■ Problem to work on ■
In this exercise, every entry is to be transcribed exactly as written.

■ Record excerpts ■
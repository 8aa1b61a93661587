// Seeding plan and driver. Each step is a plain description of one HTTP
// call plus a classifier that turns the call's outcome into a log entry;
// `run` executes the plan strictly in order and feeds entries to an
// injectable log sink, so tests can drive the whole sequence without a
// terminal.

use anyhow::{Context, Result};
use serde::Deserialize;

use crate::api::{ApiClient, CallOutcome};
use crate::config::{CollectionSpec, RecordSeed, SeedConfig};

/// Severity of one log entry.
#[derive(Debug, Clone, Copy, PartialEq, Eq)]
pub enum Level {
    Info,
    Warn,
    Error,
}

/// One line of seeding output.
#[derive(Debug)]
pub struct LogEntry {
    pub level: Level,
    pub message: String,
}

impl LogEntry {
    fn info(message: String) -> Self {
        LogEntry { level: Level::Info, message }
    }

    fn warn(message: String) -> Self {
        LogEntry { level: Level::Warn, message }
    }

    fn error(message: String) -> Self {
        LogEntry { level: Level::Error, message }
    }
}

/// Sink for seeding progress. The console implementation lives in the
/// `ui` module; tests substitute a recording sink.
pub trait SeedLog {
    /// Announce the step about to run.
    fn step(&mut self, message: &str);
    /// Report a classified call outcome or a summary line.
    fn entry(&mut self, entry: LogEntry);
}

/// What a step is doing, used to classify its outcome.
#[derive(Debug)]
enum StepKind {
    CreateCollection { name: String },
    CreateRecord { label: String },
}

/// A single planned HTTP call: where to POST, what to send, and how to
/// read the result.
pub struct SeedStep {
    path: String,
    body: serde_json::Value,
    kind: StepKind,
}

/// Success body of a record insert. Only the assigned id is of interest.
#[derive(Deserialize)]
struct RecordCreated {
    id: String,
}

impl SeedStep {
    pub fn path(&self) -> &str {
        &self.path
    }

    pub fn body(&self) -> &serde_json::Value {
        &self.body
    }

    /// Progress line shown while the call is in flight.
    fn announce(&self) -> String {
        match &self.kind {
            StepKind::CreateCollection { name } => {
                format!("Creating collection '{}'...", name)
            }
            StepKind::CreateRecord { label } => {
                format!("Inserting record '{}'...", label)
            }
        }
    }

    /// Map the call outcome to a log entry. A rejected collection create is
    /// only a warning (the collection may already exist); a rejected record
    /// insert is an error. An unreadable success body is an `Err` the
    /// caller propagates.
    fn classify(&self, outcome: &CallOutcome) -> Result<LogEntry> {
        match &self.kind {
            StepKind::CreateCollection { name } => Ok(if outcome.succeeded() {
                LogEntry::info(format!("Collection '{}' created", name))
            } else {
                LogEntry::warn(format!(
                    "Collection '{}' may already exist or failed to create: {}",
                    name, outcome.body
                ))
            }),
            StepKind::CreateRecord { label } => {
                if outcome.succeeded() {
                    let created: RecordCreated = serde_json::from_str(&outcome.body)
                        .with_context(|| {
                            format!("Parsing create-record response for '{}'", label)
                        })?;
                    Ok(LogEntry::info(format!(
                        "Record created: {} (ID: {})",
                        label, created.id
                    )))
                } else {
                    Ok(LogEntry::error(format!(
                        "Record failed: {} - {}",
                        label, outcome.body
                    )))
                }
            }
        }
    }
}

fn collection_step(spec: &CollectionSpec) -> Result<SeedStep> {
    Ok(SeedStep {
        path: "/api/collections".into(),
        body: serde_json::to_value(spec)
            .with_context(|| format!("Serializing collection spec '{}'", spec.name))?,
        kind: StepKind::CreateCollection { name: spec.name.clone() },
    })
}

fn record_step(record: &RecordSeed) -> SeedStep {
    SeedStep {
        path: format!("/api/collections/{}/records", record.collection),
        body: record.fields.clone(),
        kind: StepKind::CreateRecord { label: record.label().to_string() },
    }
}

/// Expand the config into the ordered call list: each collection's create
/// step followed by the record inserts targeting it, then any records
/// whose collection is not declared (left for the backend to reject).
pub fn build_plan(config: &SeedConfig) -> Result<Vec<SeedStep>> {
    let mut plan = Vec::new();
    for spec in &config.collections {
        plan.push(collection_step(spec)?);
        for record in config.records.iter().filter(|r| r.collection == spec.name) {
            plan.push(record_step(record));
        }
    }
    for record in &config.records {
        if !config.collections.iter().any(|c| c.name == record.collection) {
            plan.push(record_step(record));
        }
    }
    Ok(plan)
}

// Printed after the plan finishes, regardless of per-step outcomes.
const CLOSING_SUMMARY: [&str; 3] = [
    "Demo data setup finished.",
    "Open the admin dashboard under /_/ on the target instance to inspect it.",
    "Re-running this tool inserts the sample records again.",
];

/// Execute the full seeding sequence against `config.base_url`, feeding
/// progress to `log`. HTTP-level rejections are logged and the sequence
/// continues; anything else (network failure, unparseable success body)
/// aborts the run with `Err`. No step gates on a prior step's success, and
/// nothing is rolled back on failure.
pub fn run(config: &SeedConfig, log: &mut dyn SeedLog) -> Result<()> {
    let api = ApiClient::new(&config.base_url)?;
    for step in build_plan(config)? {
        log.step(&step.announce());
        let outcome = api.post(step.path(), step.body())?;
        log.entry(step.classify(&outcome)?);
    }
    for line in CLOSING_SUMMARY {
        log.entry(LogEntry::info(line.to_string()));
    }
    Ok(())
}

■ Written answer ■
repository 8aa1b61a93661587
// Seeding plan and driver. Each step is a plain description of one HTTP
// call plus a classifier that turns the call's outcome into a log entry;
// `run` executes the plan strictly in order and feeds entries to an
// injectable log sink, so tests can drive the whole sequence without a
// terminal.

use anyhow::{Context, Result};
use serde::Deserialize;

use crate::api::{ApiClient, CallOutcome};
use crate::config::{CollectionSpec, RecordSeed, SeedConfig};

/// Severity of one log entry.
#[derive(Debug, Clone, Copy, PartialEq, Eq)]
pub enum Level {
    Info,
    Warn,
    Error,
}

/// One line of seeding output.
#[derive(Debug)]
pub struct LogEntry {
    pub level: Level,
    pub message: String,
}

impl LogEntry {
    fn info(message: String) -> Self {
        LogEntry { level: Level::Info, message }
    }

    fn warn(message: String) -> Self {
        LogEntry { level: Level::Warn, message }
    }

    fn error(message: String) -> Self {
        LogEntry { level: Level::Error, message }
    }
}

/// Sink for seeding progress. The console implementation lives in the
/// `ui` module; tests substitute a recording sink.
pub trait SeedLog {
    /// Announce the step about to run.
    fn step(&mut self, message: &str);
    /// Report a classified call outcome or a summary line.
    fn entry(&mut self, entry: LogEntry);
}

/// What a step is doing, used to classify its outcome.
#[derive(Debug)]
enum StepKind {
    CreateCollection { name: String },
    CreateRecord { label: String },
}

/// A single planned HTTP call: where to POST, what to send, and how to
/// read the result.
pub struct SeedStep {
    path: String,
    body: serde_json::Value,
    kind: StepKind,
}

/// Success body of a record insert. Only the assigned id is of interest.
#[derive(Deserialize)]
struct RecordCreated {
    id: String,
}

impl SeedStep {
    pub fn path(&self) -> &str {
        &self.path
    }

    pub fn body(&self) -> &serde_json::Value {
        &self.body
    }

    /// Progress line shown while the call is in flight.
    fn announce(&self) -> String {
        match &self.kind {
            StepKind::CreateCollection { name } => {
                format!("Creating collection '{}'...", name)
            }
            StepKind::CreateRecord { label } => {
                format!("Inserting record '{}'...", label)
            }
        }
    }

    /// Map the call outcome to a log entry. A rejected collection create is
    /// only a warning (the collection may already exist); a rejected record
    /// insert is an error. An unreadable success body is an `Err` the
    /// caller propagates.
    fn classify(&self, outcome: &CallOutcome) -> Result<LogEntry> {
        match &self.kind {
            StepKind::CreateCollection { name } => Ok(if outcome.succeeded() {
                LogEntry::info(format!("Collection '{}' created", name))
            } else {
                LogEntry::warn(format!(
                    "Collection '{}' may already exist or failed to create: {}",
                    name, outcome.body
                ))
            }),
            StepKind::CreateRecord { label } => {
                if outcome.succeeded() {
                    let created: RecordCreated = serde_json::from_str(&outcome.body)
                        .with_context(|| {
                            format!("Parsing create-record response for '{}'", label)
                        })?;
                    Ok(LogEntry::info(format!(
                        "Record created: {} (ID: {})",
                        label, created.id
                    )))
                } else {
                    Ok(LogEntry::error(format!(
                        "Record failed: {} - {}",
                        label, outcome.body
                    )))
                }
            }
        }
    }
}

fn collection_step(spec: &CollectionSpec) -> Result<SeedStep> {
    Ok(SeedStep {
        path: "/api/collections".into(),
        body: serde_json::to_value(spec)
            .with_context(|| format!("Serializing collection spec '{}'", spec.name))?,
        kind: StepKind::CreateCollection { name: spec.name.clone() },
    })
}

fn record_step(record: &RecordSeed) -> SeedStep {
    SeedStep {
        path: format!("/api/collections/{}/records", record.collection),
        body: record.fields.clone(),
        kind: StepKind::CreateRecord { label: record.label().to_string() },
    }
}

/// Expand the config into the ordered call list: each collection's create
/// step followed by the record inserts targeting it, then any records
/// whose collection is not declared (left for the backend to reject).
pub fn build_plan(config: &SeedConfig) -> Result<Vec<SeedStep>> {
    let mut plan = Vec::new();
    for spec in &config.collections {
        plan.push(collection_step(spec)?);
        for record in config.records.iter().filter(|r| r.collection == spec.name) {
            plan.push(record_step(record));
        }
    }
    for record in &config.records {
        if !config.collections.iter().any(|c| c.name == record.collection) {
            plan.push(record_step(record));
        }
    }
    Ok(plan)
}

// Printed after the plan finishes, regardless of per-step outcomes.
const CLOSING_SUMMARY: [&str; 3] = [
    "Demo data setup finished.",
    "Open the admin dashboard under /_/ on the target instance to inspect it.",
    "Re-running this tool inserts the sample records again.",
];

/// Execute the full seeding sequence against `config.base_url`, feeding
/// progress to `log`. HTTP-level rejections are logged and the sequence
/// continues; anything else (network failure, unparseable success body)
/// aborts the run with `Err`. No step gates on a prior step's success, and
/// nothing is rolled back on failure.
pub fn run(config: &SeedConfig, log: &mut dyn SeedLog) -> Result<()> {
    let api = ApiClient::new(&config.base_url)?;
    for step in build_plan(config)? {
        log.step(&step.announce());
        let outcome = api.post(step.path(), step.body())?;
        log.entry(step.classify(&outcome)?);
    }
    for line in CLOSING_SUMMARY {
        log.entry(LogEntry::info(line.to_string()));
    }
    Ok(())
}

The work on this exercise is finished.